WHAT YOU HAVE TO DO - Write out the whole listing without a single alteration.
(Beginning of PROVIDED INFORMATION)
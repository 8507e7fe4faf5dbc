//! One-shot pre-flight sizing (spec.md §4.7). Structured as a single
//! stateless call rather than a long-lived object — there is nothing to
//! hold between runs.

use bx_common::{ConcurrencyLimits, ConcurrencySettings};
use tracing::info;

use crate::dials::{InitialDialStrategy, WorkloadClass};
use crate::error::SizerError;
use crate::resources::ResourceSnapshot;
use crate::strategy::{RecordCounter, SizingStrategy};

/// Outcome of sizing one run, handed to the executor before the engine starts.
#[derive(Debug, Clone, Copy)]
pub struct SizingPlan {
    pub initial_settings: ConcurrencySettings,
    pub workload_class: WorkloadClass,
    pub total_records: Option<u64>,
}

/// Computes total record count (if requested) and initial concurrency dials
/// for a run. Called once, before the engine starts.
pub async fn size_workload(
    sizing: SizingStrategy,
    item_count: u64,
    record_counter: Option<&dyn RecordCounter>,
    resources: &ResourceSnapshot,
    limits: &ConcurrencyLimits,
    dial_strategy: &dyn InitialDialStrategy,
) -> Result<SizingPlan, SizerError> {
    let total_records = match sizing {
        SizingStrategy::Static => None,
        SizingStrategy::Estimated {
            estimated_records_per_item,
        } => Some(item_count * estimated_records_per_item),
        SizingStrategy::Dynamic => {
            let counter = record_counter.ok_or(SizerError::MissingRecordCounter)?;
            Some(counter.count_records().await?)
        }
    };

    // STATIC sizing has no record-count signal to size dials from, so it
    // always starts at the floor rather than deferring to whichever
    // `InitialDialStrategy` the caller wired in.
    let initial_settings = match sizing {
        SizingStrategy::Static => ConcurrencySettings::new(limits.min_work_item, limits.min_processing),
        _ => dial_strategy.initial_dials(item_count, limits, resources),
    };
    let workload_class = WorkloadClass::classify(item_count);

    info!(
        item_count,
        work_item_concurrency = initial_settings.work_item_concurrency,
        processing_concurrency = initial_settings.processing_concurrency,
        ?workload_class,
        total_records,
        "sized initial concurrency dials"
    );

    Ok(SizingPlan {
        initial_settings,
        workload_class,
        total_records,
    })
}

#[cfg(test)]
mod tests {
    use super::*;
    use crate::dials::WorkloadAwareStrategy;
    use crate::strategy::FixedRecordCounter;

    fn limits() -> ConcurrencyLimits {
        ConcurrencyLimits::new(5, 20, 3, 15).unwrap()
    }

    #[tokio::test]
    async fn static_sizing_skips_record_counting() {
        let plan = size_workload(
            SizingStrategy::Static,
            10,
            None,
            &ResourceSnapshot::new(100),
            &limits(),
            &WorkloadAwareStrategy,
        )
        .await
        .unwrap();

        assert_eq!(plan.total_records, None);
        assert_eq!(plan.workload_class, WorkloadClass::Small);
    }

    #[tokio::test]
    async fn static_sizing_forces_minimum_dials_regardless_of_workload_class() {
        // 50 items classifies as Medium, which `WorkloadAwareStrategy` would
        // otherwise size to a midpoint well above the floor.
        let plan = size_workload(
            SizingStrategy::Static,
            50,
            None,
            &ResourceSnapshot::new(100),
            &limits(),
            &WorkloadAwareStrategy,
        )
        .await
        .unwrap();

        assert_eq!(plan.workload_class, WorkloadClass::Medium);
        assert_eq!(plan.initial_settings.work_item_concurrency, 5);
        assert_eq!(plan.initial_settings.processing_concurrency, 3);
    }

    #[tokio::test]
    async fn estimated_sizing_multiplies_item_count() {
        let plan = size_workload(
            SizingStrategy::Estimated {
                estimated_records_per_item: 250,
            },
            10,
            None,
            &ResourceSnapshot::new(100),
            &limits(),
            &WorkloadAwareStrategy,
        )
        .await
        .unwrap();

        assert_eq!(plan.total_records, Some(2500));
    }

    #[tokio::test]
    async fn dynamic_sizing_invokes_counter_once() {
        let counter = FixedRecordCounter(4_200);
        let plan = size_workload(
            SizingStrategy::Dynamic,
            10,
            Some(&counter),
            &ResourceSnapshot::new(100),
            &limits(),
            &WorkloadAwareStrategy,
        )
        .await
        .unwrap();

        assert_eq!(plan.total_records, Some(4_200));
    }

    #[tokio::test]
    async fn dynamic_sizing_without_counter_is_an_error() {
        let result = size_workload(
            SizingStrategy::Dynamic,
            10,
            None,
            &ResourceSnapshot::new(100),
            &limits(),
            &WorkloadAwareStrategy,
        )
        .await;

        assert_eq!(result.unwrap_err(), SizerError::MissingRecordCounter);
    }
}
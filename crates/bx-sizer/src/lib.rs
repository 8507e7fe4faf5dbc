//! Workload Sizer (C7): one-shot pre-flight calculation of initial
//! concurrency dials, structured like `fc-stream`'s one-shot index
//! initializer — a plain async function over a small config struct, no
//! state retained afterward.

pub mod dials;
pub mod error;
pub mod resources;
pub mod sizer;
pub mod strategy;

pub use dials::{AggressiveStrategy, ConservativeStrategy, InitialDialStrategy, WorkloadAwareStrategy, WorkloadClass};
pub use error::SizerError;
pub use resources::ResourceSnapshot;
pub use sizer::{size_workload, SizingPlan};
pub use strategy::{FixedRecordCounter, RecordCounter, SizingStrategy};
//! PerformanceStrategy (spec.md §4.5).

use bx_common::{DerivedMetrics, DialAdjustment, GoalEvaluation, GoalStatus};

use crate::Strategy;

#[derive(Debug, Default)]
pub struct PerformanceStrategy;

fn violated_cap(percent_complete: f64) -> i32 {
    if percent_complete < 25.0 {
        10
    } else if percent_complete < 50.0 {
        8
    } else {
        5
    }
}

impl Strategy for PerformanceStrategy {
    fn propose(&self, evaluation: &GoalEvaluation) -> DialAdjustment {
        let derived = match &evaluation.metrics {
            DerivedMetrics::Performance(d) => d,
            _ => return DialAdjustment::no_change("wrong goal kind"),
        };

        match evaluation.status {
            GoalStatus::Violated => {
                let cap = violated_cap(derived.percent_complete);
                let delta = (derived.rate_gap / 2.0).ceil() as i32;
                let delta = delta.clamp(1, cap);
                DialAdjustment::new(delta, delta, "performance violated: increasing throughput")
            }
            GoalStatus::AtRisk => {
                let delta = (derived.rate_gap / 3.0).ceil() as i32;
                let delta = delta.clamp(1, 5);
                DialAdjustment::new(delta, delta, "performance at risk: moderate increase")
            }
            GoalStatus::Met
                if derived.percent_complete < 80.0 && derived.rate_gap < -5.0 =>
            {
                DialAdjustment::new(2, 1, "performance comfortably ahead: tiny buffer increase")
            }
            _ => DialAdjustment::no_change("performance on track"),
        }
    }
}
(End of PROVIDED INFORMATION)
EXERCISE RESPONSE -
repository 8507e7fe4faf5dbc
//! One-shot pre-flight sizing (spec.md §4.7). Structured as a single
//! stateless call rather than a long-lived object — there is nothing to
//! hold between runs.

use bx_common::{ConcurrencyLimits, ConcurrencySettings};
use tracing::info;

use crate::dials::{InitialDialStrategy, WorkloadClass};
use crate::error::SizerError;
use crate::resources::ResourceSnapshot;
use crate::strategy::{RecordCounter, SizingStrategy};

/// Outcome of sizing one run, handed to the executor before the engine starts.
#[derive(Debug, Clone, Copy)]
pub struct SizingPlan {
    pub initial_settings: ConcurrencySettings,
    pub workload_class: WorkloadClass,
    pub total_records: Option<u64>,
}

/// Computes total record count (if requested) and initial concurrency dials
/// for a run. Called once, before the engine starts.
pub async fn size_workload(
    sizing: SizingStrategy,
    item_count: u64,
    record_counter: Option<&dyn RecordCounter>,
    resources: &ResourceSnapshot,
    limits: &ConcurrencyLimits,
    dial_strategy: &dyn InitialDialStrategy,
) -> Result<SizingPlan, SizerError> {
    let total_records = match sizing {
        SizingStrategy::Static => None,
        SizingStrategy::Estimated {
            estimated_records_per_item,
        } => Some(item_count * estimated_records_per_item),
        SizingStrategy::Dynamic => {
            let counter = record_counter.ok_or(SizerError::MissingRecordCounter)?;
            Some(counter.count_records().await?)
        }
    };

    // STATIC sizing has no record-count signal to size dials from, so it
    // always starts at the floor rather than deferring to whichever
    // `InitialDialStrategy` the caller wired in.
    let initial_settings = match sizing {
        SizingStrategy::Static => ConcurrencySettings::new(limits.min_work_item, limits.min_processing),
        _ => dial_strategy.initial_dials(item_count, limits, resources),
    };
    let workload_class = WorkloadClass::classify(item_count);

    info!(
        item_count,
        work_item_concurrency = initial_settings.work_item_concurrency,
        processing_concurrency = initial_settings.processing_concurrency,
        ?workload_class,
        total_records,
        "sized initial concurrency dials"
    );

    Ok(SizingPlan {
        initial_settings,
        workload_class,
        total_records,
    })
}

#[cfg(test)]
mod tests {
    use super::*;
    use crate::dials::WorkloadAwareStrategy;
    use crate::strategy::FixedRecordCounter;

    fn limits() -> ConcurrencyLimits {
        ConcurrencyLimits::new(5, 20, 3, 15).unwrap()
    }

    #[tokio::test]
    async fn static_sizing_skips_record_counting() {
        let plan = size_workload(
            SizingStrategy::Static,
            10,
            None,
            &ResourceSnapshot::new(100),
            &limits(),
            &WorkloadAwareStrategy,
        )
        .await
        .unwrap();

        assert_eq!(plan.total_records, None);
        assert_eq!(plan.workload_class, WorkloadClass::Small);
    }

    #[tokio::test]
    async fn static_sizing_forces_minimum_dials_regardless_of_workload_class() {
        // 50 items classifies as Medium, which `WorkloadAwareStrategy` would
        // otherwise size to a midpoint well above the floor.
        let plan = size_workload(
            SizingStrategy::Static,
            50,
            None,
            &ResourceSnapshot::new(100),
            &limits(),
            &WorkloadAwareStrategy,
        )
        .await
        .unwrap();

        assert_eq!(plan.workload_class, WorkloadClass::Medium);
        assert_eq!(plan.initial_settings.work_item_concurrency, 5);
        assert_eq!(plan.initial_settings.processing_concurrency, 3);
    }

    #[tokio::test]
    async fn estimated_sizing_multiplies_item_count() {
        let plan = size_workload(
            SizingStrategy::Estimated {
                estimated_records_per_item: 250,
            },
            10,
            None,
            &ResourceSnapshot::new(100),
            &limits(),
            &WorkloadAwareStrategy,
        )
        .await
        .unwrap();

        assert_eq!(plan.total_records, Some(2500));
    }

    #[tokio::test]
    async fn dynamic_sizing_invokes_counter_once() {
        let counter = FixedRecordCounter(4_200);
        let plan = size_workload(
            SizingStrategy::Dynamic,
            10,
            Some(&counter),
            &ResourceSnapshot::new(100),
            &limits(),
            &WorkloadAwareStrategy,
        )
        .await
        .unwrap();

        assert_eq!(plan.total_records, Some(4_200));
    }

    #[tokio::test]
    async fn dynamic_sizing_without_counter_is_an_error() {
        let result = size_workload(
            SizingStrategy::Dynamic,
            10,
            None,
            &ResourceSnapshot::new(100),
            &limits(),
            &WorkloadAwareStrategy,
        )
        .await;

        assert_eq!(result.unwrap_err(), SizerError::MissingRecordCounter);
    }
}
filename crates/bx-sizer/src/lib.rs
repository 8507e7fe4faf5dbc
//! Workload Sizer (C7): one-shot pre-flight calculation of initial
//! concurrency dials, structured like `fc-stream`'s one-shot index
//! initializer — a plain async function over a small config struct, no
//! state retained afterward.

pub mod dials;
pub mod error;
pub mod resources;
pub mod sizer;
pub mod strategy;

pub use dials::{AggressiveStrategy, ConservativeStrategy, InitialDialStrategy, WorkloadAwareStrategy, WorkloadClass};
pub use error::SizerError;
pub use resources::ResourceSnapshot;
pub use sizer::{size_workload, SizingPlan};
pub use strategy::{FixedRecordCounter, RecordCounter, SizingStrategy};
//! PerformanceStrategy (spec.md §4.5).

use bx_common::{DerivedMetrics, DialAdjustment, GoalEvaluation, GoalStatus};

use crate::Strategy;

#[derive(Debug, Default)]
pub struct PerformanceStrategy;

fn violated_cap(percent_complete: f64) -> i32 {
    if percent_complete < 25.0 {
        10
    } else if percent_complete < 50.0 {
        8
    } else {
        5
    }
}

impl Strategy for PerformanceStrategy {
    fn propose(&self, evaluation: &GoalEvaluation) -> DialAdjustment {
        let derived = match &evaluation.metrics {
            DerivedMetrics::Performance(d) => d,
            _ => return DialAdjustment::no_change("wrong goal kind"),
        };

        match evaluation.status {
            GoalStatus::Violated => {
                let cap = violated_cap(derived.percent_complete);
                let delta = (derived.rate_gap / 2.0).ceil() as i32;
                let delta = delta.clamp(1, cap);
                DialAdjustment::new(delta, delta, "performance violated: increasing throughput")
            }
            GoalStatus::AtRisk => {
                let delta = (derived.rate_gap / 3.0).ceil() as i32;
                let delta = delta.clamp(1, 5);
                DialAdjustment::new(delta, delta, "performance at risk: moderate increase")
            }
            GoalStatus::Met
                if derived.percent_complete < 80.0 && derived.rate_gap < -5.0 =>
            {
                DialAdjustment::new(2, 1, "performance comfortably ahead: tiny buffer increase")
            }
            _ => DialAdjustment::no_change("performance on track"),
        }
    }
}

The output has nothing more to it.